Reliance Naval is among the top Private Defence Player which is also listed on Exchanges. Before, it was a part of Pipavav Group and called as Pipavav Defence. However, after ADAG Group Chairman Mr Anil Ambani vision and confidence on Defence Sector, Reliance Infra decided to buy it from its promoters.
Before its Acquisition, Pipavav Defence was already suffering from some Loan issues. Then, these issues peaked during the control of Anil Ambani. Thereafter, Accountants also raised few questions on Company’s strength and shows few concerns over its Going Concern Concept. From this, accountants of company were mean that they don’t think company would be able continue its business operations for long-term.
After just few days of releasing this news in market, we saw a sharp fall in shares of RNaval. Finally around 2–3 months later, shares of Rnaval settled around Rs 11–13, and from July end, it has started rising by 5 percent circuits day by day. Currently, stock of Rnaval is trading around Rs 20.
In my opinion, Reliance Naval still has many opportunities because Rafale Deal is still in the hands of company. Despite of concerns over its Financial strength and Congress party making many False sentences against Anil Ambani Company and BJP Government, the deal is still secured and will probably remain in the hands of Anil Ambani company until it not completes it.
What I think now is that Mr Anil Ambani is now more concern on its Defence sector presence rather than anything. Therefore, they are trying to first resolve all the Debt issues associated with their other Companies and become almost Debt free. Becoming debt free will help him in many ways. The biggest advantage of becoming debt free is that they would then may get much bigger loans from Banks in easy way i.e higher credit score.

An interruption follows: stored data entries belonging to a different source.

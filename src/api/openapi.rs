use utoipa::{
    openapi::security::{HttpAuthScheme, HttpBuilder, SecurityScheme},
    Modify, OpenApi,
};

use crate::api::errors::ErrorBody;
use crate::api::handlers::{
    auth, designs, favorites, furniture, health, projects, users,
};
use crate::api::middleware::FieldError;
use crate::api::response::MessageResponse;
use crate::application::dto::{
    AddDesignObjectRequest, AuthSession, BatchUsersRequest, ChangePasswordRequest, CreatedId,
    DesignInput, EmailRequest, ItemRequest, LoginRequest, NewFurnitureRequest, ProjectInput,
    ResetPasswordRequest, ShareProjectRequest, SignupRequest, UpdatePreferenceRequest,
    UpdateProfileRequest,
};
use crate::application::use_cases::Collaborator;
use crate::domain::authorization::Identity;
use crate::domain::entities::{
    CollaboratorRole, Design, FurnitureItem, PlacedObject, Project, PublicProfile,
    TransformPatch, UserProfile, UserStats, Vector3, Vector3Patch,
};

struct BearerAuth;

impl Modify for BearerAuth {
    fn modify(&self, openapi: &mut utoipa::openapi::OpenApi) {
        let components = openapi.components.get_or_insert_with(Default::default);
        components.add_security_scheme(
            "bearer_auth",
            SecurityScheme::Http(
                HttpBuilder::new()
                    .scheme(HttpAuthScheme::Bearer)
                    .bearer_format("JWT")
                    .build(),
            ),
        );
    }
}

/// OpenAPI specification for the RoomieLab API
#[derive(OpenApi)]
#[openapi(
    info(
        title = "RoomieLab API",
        version = "1.0.0",
        description = "Projects, designs and furniture catalog for AR room planning"
    ),
    servers(
        (url = "http://localhost:8080", description = "Local development server")
    ),
    modifiers(&BearerAuth),
    paths(
        health::health_handler,
        health::readiness_handler,
        auth::signup_handler,
        auth::login_handler,
        auth::logout_handler,
        auth::forgot_password_handler,
        auth::reset_password_handler,
        auth::get_profile_handler,
        auth::update_profile_handler,
        auth::delete_account_handler,
        auth::change_password_handler,
        auth::verify_token_handler,
        users::get_profile_handler,
        users::update_profile_handler,
        users::get_preferences_handler,
        users::replace_preferences_handler,
        users::set_preference_handler,
        users::last_login_handler,
        users::stats_handler,
        users::search_handler,
        users::by_email_handler,
        users::batch_handler,
        users::exists_handler,
        users::get_user_handler,
        users::delete_account_handler,
        furniture::list_furniture_handler,
        furniture::featured_handler,
        furniture::search_furniture_handler,
        furniture::by_room_handler,
        furniture::get_furniture_handler,
        furniture::create_furniture_handler,
        furniture::recently_viewed_handler,
        furniture::track_view_handler,
        favorites::list_favorites_handler,
        favorites::add_favorite_handler,
        favorites::remove_favorite_handler,
        favorites::check_favorite_handler,
        projects::list_projects_handler,
        projects::create_project_handler,
        projects::get_project_handler,
        projects::update_project_handler,
        projects::delete_project_handler,
        projects::list_items_handler,
        projects::add_item_handler,
        projects::remove_item_handler,
        projects::share_project_handler,
        projects::collaborators_handler,
        designs::list_designs_handler,
        designs::create_design_handler,
        designs::designs_by_project_handler,
        designs::get_design_handler,
        designs::update_design_handler,
        designs::delete_design_handler,
        designs::add_object_handler,
        designs::update_object_handler,
        designs::remove_object_handler,
    ),
    components(
        schemas(
            ErrorBody,
            FieldError,
            MessageResponse,
            SignupRequest,
            LoginRequest,
            EmailRequest,
            ResetPasswordRequest,
            ChangePasswordRequest,
            AuthSession,
            UpdateProfileRequest,
            UpdatePreferenceRequest,
            BatchUsersRequest,
            ProjectInput,
            ItemRequest,
            ShareProjectRequest,
            DesignInput,
            AddDesignObjectRequest,
            NewFurnitureRequest,
            CreatedId,
            Identity,
            UserProfile,
            PublicProfile,
            UserStats,
            Project,
            CollaboratorRole,
            Collaborator,
            Design,
            PlacedObject,
            TransformPatch,
            Vector3,
            Vector3Patch,
            FurnitureItem,
        )
    ),
    tags(
        (name = "health", description = "Liveness and readiness probes"),
        (name = "auth", description = "Accounts, sessions and passwords"),
        (name = "users", description = "Profiles, preferences and user lookup"),
        (name = "furniture", description = "Furniture catalog and view history"),
        (name = "favorites", description = "Per-user favorite items"),
        (name = "projects", description = "Projects, items and collaborators"),
        (name = "designs", description = "Room designs and placed objects")
    )
)]
pub struct ApiDoc;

The main focus of Anil Ambani is now on Defence and Infrastructure sector. Therefore, it is possible to see most of the future deals going into the hands of their Reliance Infrastructure or its Subsidiary Reliance Naval.

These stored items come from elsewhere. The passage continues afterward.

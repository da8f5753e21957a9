use chrono::{DateTime, Utc};
use serde::{Deserialize, Serialize};
use serde_json::{Map, Value};
use utoipa::ToSchema;
use uuid::Uuid;

use crate::domain::errors::DomainError;

#[derive(Debug, Clone, Copy, PartialEq, Serialize, Deserialize, ToSchema)]
pub struct Vector3 {
    #[serde(default)]
    pub x: f64,
    #[serde(default)]
    pub y: f64,
    #[serde(default)]
    pub z: f64,
}

impl Vector3 {
    pub const ZERO: Vector3 = Vector3 {
        x: 0.0,
        y: 0.0,
        z: 0.0,
    };

    pub const ONE: Vector3 = Vector3 {
        x: 1.0,
        y: 1.0,
        z: 1.0,
    };

    /// Overwrite only the axes present in `patch`
    pub fn apply(&mut self, patch: &Vector3Patch) {
        if let Some(x) = patch.x {
            self.x = x;
        }
        if let Some(y) = patch.y {
            self.y = y;
        }
        if let Some(z) = patch.z {
            self.z = z;
        }
    }
}

impl Default for Vector3 {
    fn default() -> Self {
        Self::ZERO
    }
}

#[derive(Debug, Clone, Copy, Default, PartialEq, Deserialize, ToSchema)]
pub struct Vector3Patch {
    pub x: Option<f64>,
    pub y: Option<f64>,
    pub z: Option<f64>,
}

fn unit_scale() -> Vector3 {
    Vector3::ONE
}

/// A furniture item placed in a design's scene
#[derive(Debug, Clone, PartialEq, Serialize, Deserialize, ToSchema)]
#[serde(rename_all = "camelCase")]
pub struct PlacedObject {
    #[serde(default)]
    pub id: String,
    #[serde(default)]
    pub furniture_item_id: String,
    #[serde(default)]
    pub position: Vector3,
    #[serde(default)]
    pub rotation: Vector3,
    #[serde(default = "unit_scale")]
    pub scale: Vector3,
}

impl PlacedObject {
    pub fn new(furniture_item_id: impl Into<String>) -> Self {
        Self {
            id: Uuid::new_v4().to_string(),
            furniture_item_id: furniture_item_id.into(),
            position: Vector3::ZERO,
            rotation: Vector3::ZERO,
            scale: Vector3::ONE,
        }
    }
}

/// Partial update of a placed object's transform
#[derive(Debug, Clone, Default, PartialEq, Deserialize, ToSchema)]
pub struct TransformPatch {
    pub position: Option<Vector3Patch>,
    pub rotation: Option<Vector3Patch>,
    pub scale: Option<Vector3Patch>,
}

/// A saved scene inside a project
#[derive(Debug, Clone, PartialEq, Serialize, Deserialize, ToSchema)]
#[serde(rename_all = "camelCase")]
pub struct Design {
    #[serde(default, skip_serializing_if = "String::is_empty")]
    pub id: String,
    pub user_id: String,
    pub project_id: String,
    pub name: String,
    #[serde(default)]
    #[schema(value_type = Object)]
    pub canvas_data: Option<Map<String, Value>>,
    #[serde(default)]
    pub objects: Vec<PlacedObject>,
    #[serde(default)]
    pub image_url: Option<String>,
    pub created_at: DateTime<Utc>,
    pub updated_at: DateTime<Utc>,
}

impl Design {
    pub fn new(
        user_id: impl Into<String>,
        project_id: impl Into<String>,
        name: impl Into<String>,
    ) -> Self {
        let now = Utc::now();
        Self {
            id: String::new(),
            user_id: user_id.into(),
            project_id: project_id.into(),
            name: name.into(),
            canvas_data: None,
            objects: Vec::new(),
            image_url: None,
            created_at: now,
            updated_at: now,
        }
    }

    pub fn ensure_owner(&self, uid: &str) -> Result<(), DomainError> {
        if self.user_id == uid {
            Ok(())
        } else {
            Err(DomainError::AccessDenied)
        }
    }

    /// Objects submitted without an id get a fresh one
    pub fn assign_object_ids(&mut self) {
        for object in &mut self.objects {
            if object.id.trim().is_empty() {
                object.id = Uuid::new_v4().to_string();
            }
        }
    }

    pub fn add_object(&mut self, object: PlacedObject) {
        self.objects.push(object);
        self.touch();
    }

    pub fn update_object(
        &mut self,
        object_id: &str,
        patch: &TransformPatch,
    ) -> Result<PlacedObject, DomainError> {
        let object = self
            .objects
            .iter_mut()
            .find(|o| o.id == object_id)
            .ok_or_else(|| DomainError::ObjectNotFound(object_id.to_string()))?;

        if let Some(position) = &patch.position {
            object.position.apply(position);
        }
        if let Some(rotation) = &patch.rotation {
            object.rotation.apply(rotation);
        }
        if let Some(scale) = &patch.scale {
            object.scale.apply(scale);
        }

        let updated = object.clone();
        self.touch();
        Ok(updated)
    }

    pub fn remove_object(&mut self, object_id: &str) -> Result<(), DomainError> {
        let before = self.objects.len();
        self.objects.retain(|o| o.id != object_id);
        if before == self.objects.len() {
            return Err(DomainError::ObjectNotFound(object_id.to_string()));
        }
        self.touch();
        Ok(())
    }

    pub fn touch(&mut self) {
        self.updated_at = Utc::now();
    }
}

#[cfg(test)]
mod tests {
    use super::*;
    use serde_json::json;

    #[test]
    fn test_placed_object_defaults() {
        let object: PlacedObject =
            serde_json::from_value(json!({"furnitureItemId": "sofa", "position": {"x": 2}}))
                .unwrap();

        assert_eq!(object.position, Vector3 { x: 2.0, y: 0.0, z: 0.0 });
        assert_eq!(object.scale, Vector3::ONE);
        assert!(object.id.is_empty());
    }

    #[test]
    fn test_update_object_applies_partial_axes() {
        let mut design = Design::new("u1", "p1", "Bedroom");
        let object = PlacedObject::new("bed");
        let id = object.id.clone();
        design.add_object(object);

        let patch = TransformPatch {
            position: Some(Vector3Patch {
                x: Some(4.0),
                y: None,
                z: Some(-1.5),
            }),
            ..Default::default()
        };
        let updated = design.update_object(&id, &patch).unwrap();

        assert_eq!(updated.position, Vector3 { x: 4.0, y: 0.0, z: -1.5 });
        assert_eq!(updated.scale, Vector3::ONE);
    }

    #[test]
    fn test_unknown_object_is_reported() {
        let mut design = Design::new("u1", "p1", "Bedroom");
        assert!(matches!(
            design.remove_object("missing"),
            Err(DomainError::ObjectNotFound(_))
        ));
        assert!(design
            .update_object("missing", &TransformPatch::default())
            .is_err());
    }

    #[test]
    fn test_assign_object_ids_fills_blanks_only() {
        let mut design = Design::new("u1", "p1", "Bedroom");
        design.objects = vec![
            PlacedObject {
                id: "keep".to_string(),
                ..PlacedObject::new("a")
            },
            PlacedObject {
                id: String::new(),
                ..PlacedObject::new("b")
            },
        ];
        design.assign_object_ids();

        assert_eq!(design.objects[0].id, "keep");
        assert!(!design.objects[1].id.is_empty());
    }

    #[test]
    fn test_only_owner_passes() {
        let design = Design::new("u1", "p1", "Bedroom");
        assert!(design.ensure_owner("u1").is_ok());
        assert_eq!(design.ensure_owner("u2"), Err(DomainError::AccessDenied));
    }
}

After reading above paragraphs, probably you would be thinking that i am a supporter of Anil Ambani Shares. But its not true. I am not a supporter of him. But his different listed companies like Reliance Infrastructure, Reliance Naval, Reliance Communications and Reliance Power attracts me so much that I would never consider them highly valued when most of them are trading at just 5–10 PE Level. Even, they have so much Valuable and undervalued assets that his Reliance Capital which is a Financial Company is trading below its Book Value. This is very rare to see when most of the other Financial stocks are trading above Price/Book ratio of more than 5.
Reliance Naval share price Forecast
There are some risks associated with investing in Reliance Naval like Low Capital Availability, weak financials and balance Sheet strength. But one thing which is positive in this investment is that you are investing in a Private Defence Player. Generally, Government Owned shares are found to be least valued in our markets as compare private Owned Promoter’s Shares. Thus, it creates less opportunity for investors to hold majority of their investment money in Government owned shares for long-term.
Don’t think that Anil Ambani Shares will never see a turnaround stories! He is working on it and is now very close to complete all its major deals. It’s just a matter of time. Once the cash amount of nearly Rs 33,000 crore would come into hands of ADAG Shares ( Rs 18,000 crore from Rcom and Rs 15 crore from Reliance Infra ), it will help the group a lot to reduce a major part of their Debt.
Overall, I think Reliance Naval is a good bet from available Undervalued stocks for next 2–3 years.